▶ **PROBLEM DETAILS**
The data follows. Retype every entry exactly.

Dataset entries:
---+---
//! Level layout by rejection sampling
//!
//! Both spawners draw candidates from a seeded RNG and retry a bounded number
//! of times. Running out of attempts is not an error: obstacle generation
//! keeps what it placed, fruit spawning keeps its last candidate.

use glam::Vec2;
use rand::Rng;
use rand::seq::IndexedRandom;

use super::difficulty::DifficultyConfig;
use super::geometry::{Rect, is_placeable, overlaps};
use super::state::{Axis, FRUIT_KINDS, Fruit, FruitKind, Obstacle, ObstacleKind, Player};
use crate::tuning::Tuning;

/// Default candidate budget for a whole obstacle layout
pub const OBSTACLE_MAX_ATTEMPTS: u32 = 100;
/// Default candidate budget for one fruit
pub const FRUIT_MAX_ATTEMPTS: u32 = 50;

/// Uniform integer point inside an inclusive x/y range
fn sample_point<R: Rng + ?Sized>(rng: &mut R, (x0, x1): (i32, i32), (y0, y1): (i32, i32)) -> Vec2 {
    let x = rng.random_range(x0..=x1);
    let y = rng.random_range(y0..=y1);
    Vec2::new(x as f32, y as f32)
}

/// Lay out the obstacle population for a run
///
/// Candidates that overlap the padded player spawn or an already placed
/// obstacle are rejected. Stops at `config.obstacle_count` or when the
/// attempt budget runs out, whichever comes first. Every obstacle moves,
/// on a random axis, within `±patrol_range` of where it was placed.
pub fn generate_obstacles<R: Rng + ?Sized>(
    config: &DifficultyConfig,
    player: &Player,
    tuning: &Tuning,
    rng: &mut R,
    next_id: &mut u32,
) -> Vec<Obstacle> {
    let mut obstacles: Vec<Obstacle> = Vec::with_capacity(config.obstacle_count);
    let size = tuning.obstacle_size;
    let player_zone = player.rect().inflate(tuning.player_start_clearance);
    let range_x = tuning.obstacle_spawn_x();
    let range_y = tuning.obstacle_spawn_y();

    let mut attempts = 0;
    while obstacles.len() < config.obstacle_count && attempts < tuning.obstacle_max_attempts {
        attempts += 1;

        let pos = sample_point(rng, range_x, range_y);
        let candidate = Rect {
            pos,
            size: Vec2::splat(size),
        };

        if overlaps(&candidate, &player_zone) {
            continue;
        }
        if !is_placeable(&candidate, &obstacles, &[]) {
            continue;
        }

        let axis = if rng.random_bool(0.5) {
            Axis::Horizontal
        } else {
            Axis::Vertical
        };
        let kind = config
            .obstacle_kinds
            .choose(rng)
            .copied()
            .unwrap_or(ObstacleKind::Meteor);
        let window = match axis {
            Axis::Horizontal => patrol_window(pos.x, tuning.arena_width, tuning),
            Axis::Vertical => patrol_window(pos.y, tuning.arena_height, tuning),
        };

        let id = *next_id;
        *next_id += 1;
        log::debug!(
            "Placed {} #{} at ({}, {}) {:?}",
            kind.name(),
            id,
            pos.x,
            pos.y,
            axis
        );
        obstacles.push(Obstacle::new(
            id,
            pos,
            size,
            kind,
            axis,
            config.obstacle_speed,
            window,
        ));
    }

    if obstacles.len() < config.obstacle_count {
        log::warn!(
            "Placed only {}/{} obstacles after {} attempts",
            obstacles.len(),
            config.obstacle_count,
            attempts
        );
    } else {
        log::info!("Generated {} obstacles", obstacles.len());
    }

    obstacles
}

/// Patrol bounds around `start`, kept `patrol_inset` away from both arena edges
fn patrol_window(start: f32, extent: f32, tuning: &Tuning) -> (f32, f32) {
    let lo = (start - tuning.patrol_range).max(tuning.patrol_inset);
    let hi = (start + tuning.patrol_range).min(extent - tuning.obstacle_size - tuning.patrol_inset);
    (lo, hi)
}

/// Place a new fruit away from the obstacles and not right next to the player
///
/// Falls back to the last sampled position if no candidate passes.
pub fn spawn_fruit<R: Rng + ?Sized>(
    player: &Player,
    obstacles: &[Obstacle],
    tuning: &Tuning,
    rng: &mut R,
) -> Fruit {
    let kind = FRUIT_KINDS.choose(rng).copied().unwrap_or(FruitKind::Apple);
    let size = Vec2::splat(tuning.fruit_size);
    let range_x = tuning.fruit_spawn_x();
    let range_y = tuning.fruit_spawn_y();

    let mut pos = Vec2::new(range_x.0 as f32, range_y.0 as f32);
    let mut valid = false;
    let mut attempts = 0;
    while !valid && attempts < tuning.fruit_max_attempts {
        attempts += 1;
        pos = sample_point(rng, range_x, range_y);

        let far_enough = player.pos.distance(pos) > tuning.fruit_min_player_distance;
        valid = far_enough && is_placeable(&Rect { pos, size }, obstacles, &[]);
    }

    if valid {
        log::info!("Spawned {} at ({}, {})", kind.name(), pos.x, pos.y);
    } else {
        log::warn!(
            "No clear spot for {} after {} attempts, using ({}, {})",
            kind.name(),
            attempts,
            pos.x,
            pos.y
        );
    }

    Fruit {
        pos,
        size,
        kind,
        health_value: tuning.health_per_fruit,
    }
}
---+---
▶ **OUTPUT OF THE EXERCISE**
//! Level layout by rejection sampling
//!
//! Both spawners draw candidates from a seeded RNG and retry a bounded number
//! of times. Running out of attempts is not an error: obstacle generation
//! keeps what it placed, fruit spawning keeps its last candidate.

use glam::Vec2;
use rand::Rng;
use rand::seq::IndexedRandom;

use super::difficulty::DifficultyConfig;
use super::geometry::{Rect, is_placeable, overlaps};
use super::state::{Axis, FRUIT_KINDS, Fruit, FruitKind, Obstacle, ObstacleKind, Player};
use crate::tuning::Tuning;

/// Default candidate budget for a whole obstacle layout
pub const OBSTACLE_MAX_ATTEMPTS: u32 = 100;
/// Default candidate budget for one fruit
pub const FRUIT_MAX_ATTEMPTS: u32 = 50;

/// Uniform integer point inside an inclusive x/y range
fn sample_point<R: Rng + ?Sized>(rng: &mut R, (x0, x1): (i32, i32), (y0, y1): (i32, i32)) -> Vec2 {
    let x = rng.random_range(x0..=x1);
    let y = rng.random_range(y0..=y1);
    Vec2::new(x as f32, y as f32)
}

/// Lay out the obstacle population for a run
///
/// Candidates that overlap the padded player spawn or an already placed
/// obstacle are rejected. Stops at `config.obstacle_count` or when the
/// attempt budget runs out, whichever comes first. Every obstacle moves,
/// on a random axis, within `±patrol_range` of where it was placed.
pub fn generate_obstacles<R: Rng + ?Sized>(
    config: &DifficultyConfig,
    player: &Player,
    tuning: &Tuning,
    rng: &mut R,
    next_id: &mut u32,
) -> Vec<Obstacle> {
    let mut obstacles: Vec<Obstacle> = Vec::with_capacity(config.obstacle_count);
    let size = tuning.obstacle_size;
    let player_zone = player.rect().inflate(tuning.player_start_clearance);
    let range_x = tuning.obstacle_spawn_x();
    let range_y = tuning.obstacle_spawn_y();

    let mut attempts = 0;
    while obstacles.len() < config.obstacle_count && attempts < tuning.obstacle_max_attempts {
        attempts += 1;

        let pos = sample_point(rng, range_x, range_y);
        let candidate = Rect {
            pos,
            size: Vec2::splat(size),
        };

        if overlaps(&candidate, &player_zone) {
            continue;
        }
        if !is_placeable(&candidate, &obstacles, &[]) {
            continue;
        }

        let axis = if rng.random_bool(0.5) {
            Axis::Horizontal
        } else {
            Axis::Vertical
        };
        let kind = config
            .obstacle_kinds
            .choose(rng)
            .copied()
            .unwrap_or(ObstacleKind::Meteor);
        let window = match axis {
            Axis::Horizontal => patrol_window(pos.x, tuning.arena_width, tuning),
            Axis::Vertical => patrol_window(pos.y, tuning.arena_height, tuning),
        };

        let id = *next_id;
        *next_id += 1;
        log::debug!(
            "Placed {} #{} at ({}, {}) {:?}",
            kind.name(),
            id,
            pos.x,
            pos.y,
            axis
        );
        obstacles.push(Obstacle::new(
            id,
            pos,
            size,
            kind,
            axis,
            config.obstacle_speed,
            window,
        ));
    }

    if obstacles.len() < config.obstacle_count {
        log::warn!(
            "Placed only {}/{} obstacles after {} attempts",
            obstacles.len(),
            config.obstacle_count,
            attempts
        );
    } else {
        log::info!("Generated {} obstacles", obstacles.len());
    }

    obstacles
}

/// Patrol bounds around `start`, kept `patrol_inset` away from both arena edges
fn patrol_window(start: f32, extent: f32, tuning: &Tuning) -> (f32, f32) {
    let lo = (start - tuning.patrol_range).max(tuning.patrol_inset);
    let hi = (start + tuning.patrol_range).min(extent - tuning.obstacle_size - tuning.patrol_inset);
    (lo, hi)
}

/// Place a new fruit away from the obstacles and not right next to the player
///
/// Falls back to the last sampled position if no candidate passes.
pub fn spawn_fruit<R: Rng + ?Sized>(
    player: &Player,
    obstacles: &[Obstacle],
    tuning: &Tuning,
    rng: &mut R,
) -> Fruit {
    let kind = FRUIT_KINDS.choose(rng).copied().unwrap_or(FruitKind::Apple);
    let size = Vec2::splat(tuning.fruit_size);
    let range_x = tuning.fruit_spawn_x();
    let range_y = tuning.fruit_spawn_y();

    let mut pos = Vec2::new(range_x.0 as f32, range_y.0 as f32);
    let mut valid = false;
    let mut attempts = 0;
    while !valid && attempts < tuning.fruit_max_attempts {
        attempts += 1;
        pos = sample_point(rng, range_x, range_y);

        let far_enough = player.pos.distance(pos) > tuning.fruit_min_player_distance;
        valid = far_enough && is_placeable(&Rect { pos, size }, obstacles, &[]);
    }

    if valid {
        log::info!("Spawned {} at ({}, {})", kind.name(), pos.x, pos.y);
    } else {
        log::warn!(
            "No clear spot for {} after {} attempts, using ({}, {})",
            kind.name(),
            attempts,
            pos.x,
            pos.y
        );
    }

    Fruit {
        pos,
        size,
        kind,
        health_value: tuning.health_per_fruit,
    }
}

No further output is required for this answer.